The other problem, if I understand correctly, is that the managed code has a bunch of #ifdefs for various platforms. If, instead, it selected one codepath or another depending on the platform at runtime (e.g. for something like Process, which has to invoke radically different APIs depending on the platform, make it a very thin wrapper around Win32Process/UnixProces/..., and pick the appropriate factory in the static constructor), the same managed code bundle could be used everywhere. Except for a brand new platform, of course, but that is a problem that the Mono solution also has (if you have to target something that doesn't run Mono).



> if they're native, why not just build them right there and then?

You typically do... But then the next build step says "DL this pre-made SDK kit" and doesn't overwrite it with what you've just built. So you will need to patch the build-process (in several repos) to overcome this.

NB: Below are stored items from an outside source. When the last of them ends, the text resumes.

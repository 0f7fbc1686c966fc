//! The observable application state container.
//!
//! [`Store`] is a cheap-to-clone handle around a [`watch`] channel holding
//! the current [`LifecycleState`]. Every transition runs the pure reducer
//! while the channel's write lock is held, so a reader never sees a
//! half-applied transition, and every applied transition notifies watchers.
//!
//! A [`broadcast`] journal additionally records each transition (applied or
//! rejected) in order, for consumers that need the full sequence rather
//! than the latest value.
//!
//! # Episodes
//!
//! A load episode starts with [`Store::begin_episode`], which issues a new
//! [`EpisodeId`] and applies `request` in one step. The episode's later
//! transitions go through [`Store::commit`], which applies them only while
//! that episode is still the latest one issued. A slow episode that
//! resolves after a newer one started is therefore discarded instead of
//! overwriting newer state.

use core::fmt;
use std::sync::Arc;
use std::sync::atomic::{AtomicU64, Ordering};

use serde::{Deserialize, Serialize};
use tokio::sync::{broadcast, watch};
use tracing::{debug, trace};
use ts_rs::TS;

use crate::reducer::reduce;
use crate::state::LifecycleState;
use crate::transition::{Transition, TransitionKind};

/// Capacity of the transition journal.
///
/// A subscriber that falls further behind receives
/// [`broadcast::error::RecvError::Lagged`] and skips ahead.
const JOURNAL_CAPACITY: usize = 256;

/// Monotonically increasing identifier of one load episode.
#[derive(Debug, Clone, Copy, PartialEq, Eq, PartialOrd, Ord, Hash, Serialize, Deserialize, TS)]
#[ts(export, export_to = "bindings/")]
pub struct EpisodeId(pub u64);

impl fmt::Display for EpisodeId {
    fn fmt(&self, f: &mut fmt::Formatter<'_>) -> fmt::Result {
        write!(f, "{}", self.0)
    }
}

/// One journal entry: a transition offered to the store.
#[derive(Debug, Clone, Copy, PartialEq, Eq, Serialize, Deserialize, TS)]
#[ts(export, export_to = "bindings/")]
pub struct StoreEvent {
    /// Position of this entry in the journal, starting at 1.
    pub sequence: u64,
    /// The episode the transition belongs to, if dispatched by one.
    pub episode: Option<EpisodeId>,
    /// Which transition was offered.
    pub transition: TransitionKind,
    /// False when the transition was rejected as stale.
    pub applied: bool,
}

struct Inner {
    state: watch::Sender<LifecycleState>,
    journal: broadcast::Sender<StoreEvent>,
    /// Last issued episode; `0` before the first one.
    latest_episode: AtomicU64,
    sequence: AtomicU64,
}

impl Inner {
    /// Append to the journal. Must be called with the state lock held so
    /// journal order matches application order.
    fn record(&self, episode: Option<EpisodeId>, transition: TransitionKind, applied: bool) {
        let sequence = self
            .sequence
            .fetch_add(1, Ordering::AcqRel)
            .wrapping_add(1);
        // send only fails when nobody is subscribed, which is normal.
        let _ = self.journal.send(StoreEvent {
            sequence,
            episode,
            transition,
            applied,
        });
    }
}

/// Process-wide application state store.
///
/// Construct once at startup and hand clones to the orchestrator and the
/// view layer.
#[derive(Clone)]
pub struct Store {
    inner: Arc<Inner>,
}

impl Store {
    /// Create a store in the initial state
    /// (`loading = false`, no error, no data).
    pub fn new() -> Self {
        let (state, _) = watch::channel(LifecycleState::default());
        let (journal, _) = broadcast::channel(JOURNAL_CAPACITY);
        Self {
            inner: Arc::new(Inner {
                state,
                journal,
                latest_episode: AtomicU64::new(0),
                sequence: AtomicU64::new(0),
            }),
        }
    }

    /// Clone the current state.
    pub fn snapshot(&self) -> LifecycleState {
        self.inner.state.borrow().clone()
    }

    /// Read the current state without cloning it.
    pub fn read<R>(&self, f: impl FnOnce(&LifecycleState) -> R) -> R {
        f(&self.inner.state.borrow())
    }

    /// Receiver notified after every applied transition.
    pub fn watch(&self) -> watch::Receiver<LifecycleState> {
        self.inner.state.subscribe()
    }

    /// Subscribe to the transition journal.
    pub fn subscribe(&self) -> broadcast::Receiver<StoreEvent> {
        self.inner.journal.subscribe()
    }

    /// The most recently issued episode, if any.
    pub fn latest_episode(&self) -> Option<EpisodeId> {
        match self.inner.latest_episode.load(Ordering::Acquire) {
            0 => None,
            id => Some(EpisodeId(id)),
        }
    }

    /// Apply a transition unconditionally.
    pub fn dispatch(&self, transition: Transition) {
        let kind = transition.kind();
        self.inner.state.send_modify(|state| {
            *state = reduce(std::mem::take(state), transition);
            self.inner.record(None, kind, true);
        });
        trace!(transition = %kind, "transition applied");
    }

    /// Start a new load episode: issue its id and apply `request`.
    ///
    /// Any episode still in flight is superseded from this point on.
    pub fn begin_episode(&self) -> EpisodeId {
        let mut issued = EpisodeId(0);
        self.inner.state.send_modify(|state| {
            let id = self
                .inner
                .latest_episode
                .fetch_add(1, Ordering::AcqRel)
                .wrapping_add(1);
            issued = EpisodeId(id);
            *state = reduce(std::mem::take(state), Transition::Request);
            self.inner
                .record(Some(issued), TransitionKind::Request, true);
        });
        trace!(episode = %issued, "episode started");
        issued
    }

    /// Apply a transition on behalf of `episode`, unless a newer episode
    /// has been issued since.
    ///
    /// Returns whether the transition was applied.
    pub fn commit(&self, episode: EpisodeId, transition: Transition) -> bool {
        let kind = transition.kind();
        let applied = self.inner.state.send_if_modified(|state| {
            let current = self.inner.latest_episode.load(Ordering::Acquire) == episode.0;
            if current {
                *state = reduce(std::mem::take(state), transition);
            }
            self.inner.record(Some(episode), kind, current);
            current
        });
        if !applied {
            debug!(
                episode = %episode,
                transition = %kind,
                "discarding transition from superseded episode"
            );
        }
        applied
    }
}

impl Default for Store {
    fn default() -> Self {
        Self::new()
    }
}

impl fmt::Debug for Store {
    fn fmt(&self, f: &mut fmt::Formatter<'_>) -> fmt::Result {
        f.debug_struct("Store")
            .field("state", &*self.inner.state.borrow())
            .field("latest_episode", &self.latest_episode())
            .finish_non_exhaustive()
    }
}

#[cfg(test)]
mod tests {
    #![allow(clippy::unwrap_used)]

    use super::*;

    #[test]
    fn episodes_are_monotonic() {
        let store = Store::new();
        assert_eq!(store.latest_episode(), None);
        let first = store.begin_episode();
        let second = store.begin_episode();
        assert!(second > first);
        assert_eq!(store.latest_episode(), Some(second));
    }

    #[test]
    fn stale_commit_is_rejected_and_journaled() {
        let store = Store::new();
        let mut journal = store.subscribe();

        let stale = store.begin_episode();
        let fresh = store.begin_episode();

        assert!(!store.commit(stale, Transition::Failure("late".to_owned())));
        assert!(!store.commit(stale, Transition::Fulfill));
        assert!(store.snapshot().loading);
        assert_eq!(store.snapshot().error, None);

        assert!(store.commit(fresh, Transition::Fulfill));
        assert!(!store.snapshot().loading);

        let kinds: Vec<(TransitionKind, bool)> = std::iter::from_fn(|| journal.try_recv().ok())
            .map(|e| (e.transition, e.applied))
            .collect();
        assert_eq!(
            kinds,
            vec![
                (TransitionKind::Request, true),
                (TransitionKind::Request, true),
                (TransitionKind::Failure, false),
                (TransitionKind::Fulfill, false),
                (TransitionKind::Fulfill, true),
            ]
        );
    }

    #[tokio::test]
    async fn watchers_are_notified_on_every_transition() {
        let store = Store::new();
        let mut rx = store.watch();

        store.dispatch(Transition::Request);
        rx.changed().await.unwrap();
        assert!(rx.borrow_and_update().loading);

        // Applying a transition that leaves the value equal still notifies.
        store.dispatch(Transition::Request);
        assert!(rx.has_changed().unwrap());
    }
}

> The other problem, if I understand correctly, is that the managed code has a bunch of #ifdefs for various platforms. If, instead, it selected one codepath or another depending on the platform at runtime (e.g. for something like Process, which has to invoke radically different APIs depending on the platform, make it a very thin wrapper around Win32Process/UnixProces/..., and pick the appropriate factory in the static constructor), the same managed code bundle could be used everywhere.

Correct. And so is your analysis.

But for several reasons that was not the solution which was chosen. Having an extra vtable or stackframe for every platform action invokable throughout the entire .NET framework was considered something to avoid as far as possible, with regard to performance and memory efficiency. And that's absolutely a valid concern to have, since it effectively will affect all .NET applications.

Remember: The goal here is for .NET Core to server as a base for .NET as delivered on the main, commercial Windows platform (including Azure!) with as little changes as possible. And in the cloud-space you don't want to impede your own performance.

Disclaimer: Things may have changed by now, but that at least was the state last time I poked into things.